# AKC Junior hunt test checklist?



## mike.arney01 (Jun 2, 2009)

Does anyone know of a good resource for getting my pup ready for her junior hunt test? Ive looked at the AKC rule book, but there is a lot to wade through. 
I'm looking for kind of a checklist or bullet points for a reference. Do's and Dont's would be nice too.

Thanks for any help!

Mike


----------



## Trapper (Jun 6, 2009)

Mike,

Northern Flight is holding a HT this weekend at Kelly Farms (near Stillwater). I'm new to the game myself, but learned a lot this summer by watching and asking questions.


----------



## Dan Boerboon (May 30, 2009)

The AKC rule book is the best I know of. Check pages bottom of 57 through 61. This lists the handler and dog faults and classifies them from serious to minor. The faults are for JH - MH so not all will apply to a JH test, JH does not honor, can be held by collar at line, etc. Also read chapter 5.


----------



## dr_dog_guy (May 25, 2003)

http://grca.org/events/field/field_education.html has a lot of data regarding prep for fieldwork, including an article on Junior by Glenda Brown (which says read the rule book).


----------



## Boondux (Feb 10, 2006)

I'll be at Northern Flight running Junior. You should come watch, Mike!


----------



## TN_LAB (Jul 26, 2008)

dr_dog_guy said:


> http://grca.org/events/field/field_education.html has a lot of data regarding prep for fieldwork, including an article on Junior by Glenda Brown (which says read the rule book).


Glenda Brown has a great article about JH tests. Very cool and definitely a must read for (us) newbies.

Additionally, if you have a club nearby...join! Our club hosts mock, club tests for members and tries to simulate hunt tests in a relaxed setting (plenty of coaching and pointers for newbies).


----------



## mike.arney01 (Jun 2, 2009)

Thanks guys. I will definitely try to make it to Kelly Farms this weekend. I was going to go to the training session tonight, but apparently it rained a bit today 

Thanks for the link Dr. Dog. Some good stuff in there!


----------



## TN_LAB (Jul 26, 2008)

mike.arney01 said:


> Thanks guys. I will definitely try to make it to Kelly Farms this weekend. I was going to go to the training session tonight, but apparently it rained a bit today
> 
> Thanks for the link Dr. Dog. Some good stuff in there!

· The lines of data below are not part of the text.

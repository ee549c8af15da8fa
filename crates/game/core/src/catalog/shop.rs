use crate::catalog::Reward;
use crate::state::types::{CurrencyKind, ShopItemId};

pub trait ShopOracle: Send + Sync {
    fn shop_item(&self, id: ShopItemId) -> Option<ShopItemDefinition>;

    /// Every listing, ordered by id.
    fn all_shop_items(&self) -> Vec<ShopItemDefinition>;
}

/// A shop listing.
///
/// `cost` is expressed in the unit of `currency`: whole coins for gold and
/// gems, cents for the real-money placeholder.
#[derive(Clone, Debug, PartialEq, Eq)]
#[cfg_attr(feature = "serde", derive(serde::Serialize, serde::Deserialize))]
pub struct ShopItemDefinition {
    pub id: ShopItemId,
    pub name: String,
    pub cost: u32,
    /// Percent off, 0..=100. Larger values are treated as 100.
    #[cfg_attr(feature = "serde", serde(default))]
    pub discount: u32,
    pub currency: CurrencyKind,
    pub content: Reward,
    #[cfg_attr(feature = "serde", serde(default))]
    pub promo_label: Option<String>,
}

impl ShopItemDefinition {
    pub fn new(
        id: ShopItemId,
        name: impl Into<String>,
        cost: u32,
        discount: u32,
        currency: CurrencyKind,
        content: Reward,
    ) -> Self {
        Self {
            id,
            name: name.into(),
            cost,
            discount,
            currency,
            content,
            promo_label: None,
        }
    }

    pub fn tab(&self) -> ShopTab {
        ShopTab::for_reward(&self.content)
    }
}

/// Shop screen tabs.
#[derive(
    Clone, Copy, Debug, PartialEq, Eq, Hash, strum::Display, strum::EnumString, strum::EnumIter,
)]
#[cfg_attr(feature = "serde", derive(serde::Serialize, serde::Deserialize))]
#[strum(serialize_all = "snake_case", ascii_case_insensitive)]
pub enum ShopTab {
    Gold,
    Gems,
    /// Health and level-up potions.
    Potions,
    /// Equipment bundles.
    Gear,
}

impl ShopTab {
    pub const fn for_reward(reward: &Reward) -> Self {
        match reward {
            Reward::Gold(_) => Self::Gold,
            Reward::Gems(_) => Self::Gems,
            Reward::HealthPotions(_) | Reward::LevelUpPotions(_) => Self::Potions,
            Reward::Equipment(_) => Self::Gear,
        }
    }
}

/// Listings shown under `tab`, cheapest first.
pub fn shop_listing(oracle: &dyn ShopOracle, tab: ShopTab) -> Vec<ShopItemDefinition> {
    let mut items: Vec<_> = oracle
        .all_shop_items()
        .into_iter()
        .filter(|item| item.tab() == tab)
        .collect();
    items.sort_by_key(|item| item.cost);
    items
}

#[cfg(test)]
mod tests {
    use super::*;

    struct Listings(Vec<ShopItemDefinition>);

    impl ShopOracle for Listings {
        fn shop_item(&self, id: ShopItemId) -> Option<ShopItemDefinition> {
            self.0.iter().find(|item| item.id == id).cloned()
        }

        fn all_shop_items(&self) -> Vec<ShopItemDefinition> {
            self.0.clone()
        }
    }

    fn listings() -> Listings {
        Listings(vec![
            ShopItemDefinition::new(ShopItemId(1), "Sack", 300, 0, CurrencyKind::Gems, Reward::Gold(1000)),
            ShopItemDefinition::new(ShopItemId(2), "Pouch", 50, 0, CurrencyKind::Gems, Reward::Gold(100)),
            ShopItemDefinition::new(ShopItemId(3), "Tonic", 20, 0, CurrencyKind::Gold, Reward::HealthPotions(1)),
            ShopItemDefinition::new(ShopItemId(4), "Elixir", 10, 0, CurrencyKind::Gold, Reward::LevelUpPotions(5)),
            ShopItemDefinition::new(ShopItemId(5), "Chest", 499, 0, CurrencyKind::Usd, Reward::Gems(100)),
        ])
    }

    #[test]
    fn listing_filters_by_tab_cheapest_first() {
        let ids: Vec<_> = shop_listing(&listings(), ShopTab::Gold)
            .into_iter()
            .map(|item| item.id)
            .collect();
        assert_eq!(ids, vec![ShopItemId(2), ShopItemId(1)]);
    }

    #[test]
    fn potions_tab_holds_both_potion_kinds() {
        let listing = shop_listing(&listings(), ShopTab::Potions);
        assert_eq!(listing.len(), 2);
        assert_eq!(listing[0].name, "Elixir");
        assert!(shop_listing(&listings(), ShopTab::Gear).is_empty());
    }
}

A little practice in the rain might be adviseable because rain won't necessarily stop the show. 

At our last hunt test it rained in the afternoon. Folks that ran late had one more issue to deal with.


----------



## Rainmaker (Feb 27, 2005)

TN_LAB said:


> A little practice in the rain might be adviseable because rain won't necessarily stop the show.
> 
> At our last hunt test it rained in the afternoon. Folks that ran late had one more issue to deal with.


It was a bit more than rain, tornado touched down in the city, rain was torrential all the way across to here plus high winds. I didn't go out either. But normal rain, sure, we get plenty soggy training.


----------



## dr_dog_guy (May 25, 2003)

mike.arney01 said:


> .Thanks for the link Dr. Dog. Some good stuff in there!


You're welcome! A number of us worked hard over the years to get all that information in one place. If no one uses it......?

Glad you found it helpful


----------



## Guest (Aug 20, 2009)

Can a dog skip junior and go directly to the senior test?


----------



## Rainmaker (Feb 27, 2005)

In AKC, you don't have to run junior or senior if you don't want, you can go right to master, though SH and MH will require more passes if you don't have the preceding title.


----------



## Golddogs (Feb 3, 2004)

TN_LAB said:


> A little practice in the rain might be adviseable because rain won't necessarily stop the show.
> 
> At our last hunt test it rained in the afternoon. Folks that ran late had one more issue to deal with.


3 plus inches of rain, high winds, lightning and tornadoes do not make for a productive training session.


----------



## flatcoatfun (May 29, 2008)

Make sure your dog can pick up a shot flyer, and cripple. Some shot flyers are not so dead! Can be a bit scary for a young dog.


----------



## TN_LAB (Jul 26, 2008)

Golddogs said:


> 3 plus inches of rain, high winds, lightning and tornadoes do not make for a productive training session.


No they don't and it sounds like you used good judgement.

At last hunt test, they ran dogs for half hour in real hard rain before stopping (that storm eventually put out a couple inches of "frog strangling" rain too).


----------



## Dan Wegner (Jul 7, 2006)

Can't remember where I got this, but it may help:

Am I Ready to Enter a Junior Hunter Test?

You can use the following checklist as a guide to focus your training and preparation. Not all of these situations will occur in any given test, but if your dog and you have successfully trained on these items then you can be pretty confident that you will be a title contender.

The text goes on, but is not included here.